TB kills two Indians every 180 seconds and the country bears the world’s largest burden. Some 19 lakh people need treatment with one lakh multi-drug resistant TB cases. The media does not want to write about it and nobody wants to walk the ramp with a coughing partner who will pollute the air. The disease is associated with damp and dark places where poor people live. Go tell that to a cough, to spray elsewhere.
Every state in India has run out of TB drugs, and patients including children are being turned away from medical centres. No one in the health ministry wants to be quoted but will tell you between two coughs and a splutter that the situation is critical and that paediatric drugs ran out a long time ago in public dispensaries where most of India’s TB patients go for treatment.

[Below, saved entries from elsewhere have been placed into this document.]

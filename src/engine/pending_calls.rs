//! Pending-call correlation table (spec §4.3, the "Pending-call table" / C3).
//!
//! Correlates outgoing CALLs to their CALLRESULT/CALLERROR replies by
//! `uniqueId`, and remembers the action name so inbound results can be
//! routed without relying on the single `lastAction` slot the source used
//! (spec §9: that slot is wrong under concurrent Heartbeats).
//!
//! Grounded on the teacher's `application::commands::CommandSender`
//! (`pending_requests: DashMap<(String, String), PendingRequest>`), adapted
//! to a single charge-point session: the key is just `uniqueId` rather than
//! `(chargePointId, uniqueId)` since this process models exactly one CP.

use std::sync::Arc;
use std::time::{Duration, Instant};

use dashmap::DashMap;
use tokio::sync::oneshot;
use tracing::warn;

use serde_json::Value;

/// spec §4.3: "a sensible default is 30s" for a reply that never arrives.
pub const DEFAULT_TIMEOUT: Duration = Duration::from_secs(30);

#[derive(Debug, Clone)]
pub enum CallOutcome {
    Result(Value),
    Error { code: String, description: String },
}

struct Entry {
    action: String,
    registered_at: Instant,
    reply: Option<oneshot::Sender<CallOutcome>>,
}

/// `{uniqueId -> action}` mapping (spec §3's `PendingCall`), plus a reply
/// channel so callers can `await` the CALLRESULT/CALLERROR if they want to.
#[derive(Default)]
pub struct PendingCallTable {
    entries: DashMap<String, Entry>,
}

impl PendingCallTable {
    pub fn new() -> Self {
        Self {
            entries: DashMap::new(),
        }
    }

    /// Register an outgoing CALL. Returns a receiver that resolves when
    /// `resolve`/`resolve_error` is called with this `unique_id`, or is
    /// dropped (receiver sees a `RecvError`) on timeout/disconnect.
    pub fn register(&self, unique_id: impl Into<String>, action: impl Into<String>) -> oneshot::Receiver<CallOutcome> {
        let (tx, rx) = oneshot::channel();
        self.entries.insert(
            unique_id.into(),
            Entry {
                action: action.into(),
                registered_at: Instant::now(),
                reply: Some(tx),
            },
        );
        rx
    }

    /// A CALLRESULT arrived for `unique_id`. Erases the entry and returns
    /// the action it was registered under, or `None` if `resolve` misses
    /// (spec §4.3: "the reply is logged and dropped").
    pub fn resolve(&self, unique_id: &str, payload: Value) -> Option<String> {
        let (_, entry) = self.entries.remove(unique_id)?;
        if let Some(tx) = entry.reply {
            let _ = tx.send(CallOutcome::Result(payload));
        }
        Some(entry.action)
    }

    /// A CALLERROR arrived for `unique_id`.
    pub fn resolve_error(&self, unique_id: &str, code: &str, description: &str) -> Option<String> {
        let (_, entry) = self.entries.remove(unique_id)?;
        if let Some(tx) = entry.reply {
            let _ = tx.send(CallOutcome::Error {
                code: code.to_string(),
                description: description.to_string(),
            });
        }
        Some(entry.action)
    }

    /// Evict entries older than `timeout`, logging each as a local protocol
    /// timeout (spec §7) without touching the socket. Called periodically
    /// from the same timer infrastructure that drives the heartbeat.
    pub fn sweep_timeouts(&self, timeout: Duration) -> Vec<(String, String)> {
        let mut expired = Vec::new();
        let now = Instant::now();
        self.entries.retain(|unique_id, entry| {
            if now.duration_since(entry.registered_at) > timeout {
                expired.push((unique_id.clone(), entry.action.clone()));
                false
            } else {
                true
            }
        });
        if !expired.is_empty() {
            warn!(count = expired.len(), "pending calls timed out");
        }
        expired
    }

    /// Drop all pending entries (spec §5: `disconnect` "drops all
    /// pending-call entries; they will never resolve").
    pub fn clear(&self) {
        self.entries.clear();
    }

    pub fn len(&self) -> usize {
        self.entries.len()
    }

    pub fn is_empty(&self) -> bool {
        self.entries.is_empty()
    }
}

pub type SharedPendingCallTable = Arc<PendingCallTable>;

#[cfg(test)]
mod tests {
    use super::*;

    #[test]
    fn resolve_returns_registered_action() {
        let table = PendingCallTable::new();
        let _rx = table.register("id-1", "Heartbeat");
        assert_eq!(table.resolve("id-1", serde_json::json!({})), Some("Heartbeat".to_string()));
        assert!(table.is_empty());
    }

    #[test]
    fn resolve_miss_returns_none() {
        let table = PendingCallTable::new();
        assert_eq!(table.resolve("unknown", serde_json::json!({})), None);
    }

    #[test]
    fn concurrent_actions_route_independently() {
        let table = PendingCallTable::new();
        let _hb = table.register("hb-1", "Heartbeat");
        let _boot = table.register("boot-1", "BootNotification");

        assert_eq!(table.resolve("boot-1", serde_json::json!({})), Some("BootNotification".to_string()));
        assert_eq!(table.resolve("hb-1", serde_json::json!({})), Some("Heartbeat".to_string()));
    }

    #[test]
    fn sweep_evicts_only_expired_entries() {
        let table = PendingCallTable::new();
        let _rx = table.register("old", "Heartbeat");
        std::thread::sleep(Duration::from_millis(10));
        let expired = table.sweep_timeouts(Duration::from_millis(1));
        assert_eq!(expired.len(), 1);
        assert!(table.is_empty());
    }

    #[test]
    fn clear_drops_everything() {
        let table = PendingCallTable::new();
        let _a = table.register("a", "Authorize");
        let _b = table.register("b", "Heartbeat");
        table.clear();
        assert!(table.is_empty());
    }
}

Experts will tell you interesting things about first and second line of drugs but no one will be able to tell you how to reach them as soon as possible to those in urgent need. The worst part is that experts – national and international – were aware of the situation and were sending each other warning signals about the reality on the ground. The WHO alerted India to the crisis some 10 months ago. The UN body is a global policy setter, a guide. It is neither a research agency nor a donor, although it can assist countries in securing multilateral and bilateral funding. What was India doing on the ground?
Indian and WHO officials discussed TB during the recently concluded World Health Assembly (WHA) in Geneva in May 2013. It is not clear if the urgency of the matter was discussed with the health minister who was in Geneva briefly. Attempts by journalists, including Newslaundry, to speak to the minister were not successful despite several promises to the contrary.
The point is simple. The public has a right to know what is going on in public health, what decisions are taken or not taken in their name – we pay taxes for a reason. We also have the right to demand accountability and transparency from our elected leaders. It is critical for health issues to be discussed in editorial pages, financial journals and political columns – health is everybody’s business. The Economic Times took a big step in that direction. It is no small irony that India is among the largest producers of TB drugs globally.